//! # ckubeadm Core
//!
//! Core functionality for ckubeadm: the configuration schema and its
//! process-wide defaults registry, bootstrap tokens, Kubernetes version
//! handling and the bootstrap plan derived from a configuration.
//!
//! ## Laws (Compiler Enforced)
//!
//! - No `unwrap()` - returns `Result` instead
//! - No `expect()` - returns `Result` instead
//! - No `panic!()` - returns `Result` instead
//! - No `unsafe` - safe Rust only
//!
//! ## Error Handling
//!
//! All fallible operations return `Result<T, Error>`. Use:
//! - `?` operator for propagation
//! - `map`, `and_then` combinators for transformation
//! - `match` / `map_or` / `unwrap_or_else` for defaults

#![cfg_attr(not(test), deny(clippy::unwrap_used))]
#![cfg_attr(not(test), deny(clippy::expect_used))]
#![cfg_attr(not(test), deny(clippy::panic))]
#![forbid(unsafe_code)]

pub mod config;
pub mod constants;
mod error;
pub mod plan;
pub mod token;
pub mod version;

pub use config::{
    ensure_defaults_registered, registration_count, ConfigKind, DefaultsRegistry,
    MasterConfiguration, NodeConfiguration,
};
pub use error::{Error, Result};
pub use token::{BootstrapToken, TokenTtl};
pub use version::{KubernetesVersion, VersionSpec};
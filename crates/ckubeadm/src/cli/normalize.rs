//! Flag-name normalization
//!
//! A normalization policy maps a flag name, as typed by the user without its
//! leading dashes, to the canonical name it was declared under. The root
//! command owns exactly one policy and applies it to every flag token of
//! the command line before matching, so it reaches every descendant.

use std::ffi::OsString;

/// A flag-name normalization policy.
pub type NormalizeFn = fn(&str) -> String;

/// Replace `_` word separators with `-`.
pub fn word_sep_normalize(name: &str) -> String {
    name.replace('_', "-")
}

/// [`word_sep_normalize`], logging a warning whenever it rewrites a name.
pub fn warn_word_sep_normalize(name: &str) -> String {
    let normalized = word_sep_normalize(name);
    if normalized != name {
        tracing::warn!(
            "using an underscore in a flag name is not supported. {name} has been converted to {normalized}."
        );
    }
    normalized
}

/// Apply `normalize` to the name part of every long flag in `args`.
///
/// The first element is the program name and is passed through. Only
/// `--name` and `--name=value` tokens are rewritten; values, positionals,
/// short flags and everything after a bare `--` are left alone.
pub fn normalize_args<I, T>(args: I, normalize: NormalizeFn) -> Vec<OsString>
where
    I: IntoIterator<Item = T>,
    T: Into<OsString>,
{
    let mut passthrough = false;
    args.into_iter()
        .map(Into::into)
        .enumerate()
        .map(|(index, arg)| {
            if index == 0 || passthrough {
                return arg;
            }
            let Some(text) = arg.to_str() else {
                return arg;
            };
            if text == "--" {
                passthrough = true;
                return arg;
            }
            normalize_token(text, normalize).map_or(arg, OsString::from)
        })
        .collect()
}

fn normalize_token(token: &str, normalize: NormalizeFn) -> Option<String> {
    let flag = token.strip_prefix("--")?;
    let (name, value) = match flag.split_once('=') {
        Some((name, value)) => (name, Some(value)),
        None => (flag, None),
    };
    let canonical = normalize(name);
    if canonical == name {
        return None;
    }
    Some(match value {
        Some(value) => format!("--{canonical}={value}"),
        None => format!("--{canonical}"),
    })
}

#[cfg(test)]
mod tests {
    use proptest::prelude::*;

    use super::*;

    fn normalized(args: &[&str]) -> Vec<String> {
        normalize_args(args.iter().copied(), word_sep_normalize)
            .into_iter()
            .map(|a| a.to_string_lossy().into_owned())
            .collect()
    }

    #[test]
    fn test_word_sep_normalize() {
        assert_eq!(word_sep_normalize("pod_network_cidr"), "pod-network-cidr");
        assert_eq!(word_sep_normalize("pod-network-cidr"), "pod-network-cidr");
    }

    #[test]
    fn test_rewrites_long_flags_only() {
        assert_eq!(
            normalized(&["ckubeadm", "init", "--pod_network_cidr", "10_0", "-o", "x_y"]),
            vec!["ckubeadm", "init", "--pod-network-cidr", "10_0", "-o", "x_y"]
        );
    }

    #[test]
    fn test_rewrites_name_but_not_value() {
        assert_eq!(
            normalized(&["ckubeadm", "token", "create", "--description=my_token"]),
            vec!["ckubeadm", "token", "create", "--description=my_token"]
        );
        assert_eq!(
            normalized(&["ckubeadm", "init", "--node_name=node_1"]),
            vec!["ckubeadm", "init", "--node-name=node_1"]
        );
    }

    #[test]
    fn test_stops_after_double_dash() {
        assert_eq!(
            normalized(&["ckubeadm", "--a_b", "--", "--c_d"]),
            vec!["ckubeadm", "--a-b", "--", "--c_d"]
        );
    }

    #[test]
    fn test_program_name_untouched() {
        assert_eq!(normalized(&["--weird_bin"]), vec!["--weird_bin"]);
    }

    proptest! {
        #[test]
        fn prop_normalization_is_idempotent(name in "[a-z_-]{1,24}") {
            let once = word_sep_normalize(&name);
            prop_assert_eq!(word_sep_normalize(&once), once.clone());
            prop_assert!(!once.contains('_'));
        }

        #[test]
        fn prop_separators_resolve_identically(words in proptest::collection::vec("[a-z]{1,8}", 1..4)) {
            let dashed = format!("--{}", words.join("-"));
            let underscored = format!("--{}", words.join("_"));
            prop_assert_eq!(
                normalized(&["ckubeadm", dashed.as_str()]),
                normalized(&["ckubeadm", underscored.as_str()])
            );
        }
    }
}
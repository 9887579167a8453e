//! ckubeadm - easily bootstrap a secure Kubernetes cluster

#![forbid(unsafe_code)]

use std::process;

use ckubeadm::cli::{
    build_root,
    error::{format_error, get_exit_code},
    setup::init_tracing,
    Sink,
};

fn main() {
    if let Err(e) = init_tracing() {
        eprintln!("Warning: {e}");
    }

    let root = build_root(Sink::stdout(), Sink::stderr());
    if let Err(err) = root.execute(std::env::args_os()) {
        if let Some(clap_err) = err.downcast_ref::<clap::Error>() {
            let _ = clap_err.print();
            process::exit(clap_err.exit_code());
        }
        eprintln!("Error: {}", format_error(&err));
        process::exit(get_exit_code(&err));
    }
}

□ □ □ □

## Work request:
Among the entries above, the lines between the ones containing "user without its" and "let (name, value)", inclusive, are to be transcribed exactly. No other line is to be given.

## Reply to the task:
//! A normalization policy maps a flag name, as typed by the user without its
//! leading dashes, to the canonical name it was declared under. The root
//! command owns exactly one policy and applies it to every flag token of
//! the command line before matching, so it reaches every descendant.

use std::ffi::OsString;

/// A flag-name normalization policy.
pub type NormalizeFn = fn(&str) -> String;

/// Replace `_` word separators with `-`.
pub fn word_sep_normalize(name: &str) -> String {
    name.replace('_', "-")
}

/// [`word_sep_normalize`], logging a warning whenever it rewrites a name.
pub fn warn_word_sep_normalize(name: &str) -> String {
    let normalized = word_sep_normalize(name);
    if normalized != name {
        tracing::warn!(
            "using an underscore in a flag name is not supported. {name} has been converted to {normalized}."
        );
    }
    normalized
}

/// Apply `normalize` to the name part of every long flag in `args`.
///
/// The first element is the program name and is passed through. Only
/// `--name` and `--name=value` tokens are rewritten; values, positionals,
/// short flags and everything after a bare `--` are left alone.
pub fn normalize_args<I, T>(args: I, normalize: NormalizeFn) -> Vec<OsString>
where
    I: IntoIterator<Item = T>,
    T: Into<OsString>,
{
    let mut passthrough = false;
    args.into_iter()
        .map(Into::into)
        .enumerate()
        .map(|(index, arg)| {
            if index == 0 || passthrough {
                return arg;
            }
            let Some(text) = arg.to_str() else {
                return arg;
            };
            if text == "--" {
                passthrough = true;
                return arg;
            }
            normalize_token(text, normalize).map_or(arg, OsString::from)
        })
        .collect()
}

fn normalize_token(token: &str, normalize: NormalizeFn) -> Option<String> {
    let flag = token.strip_prefix("--")?;
    let (name, value) = match flag.split_once('=') {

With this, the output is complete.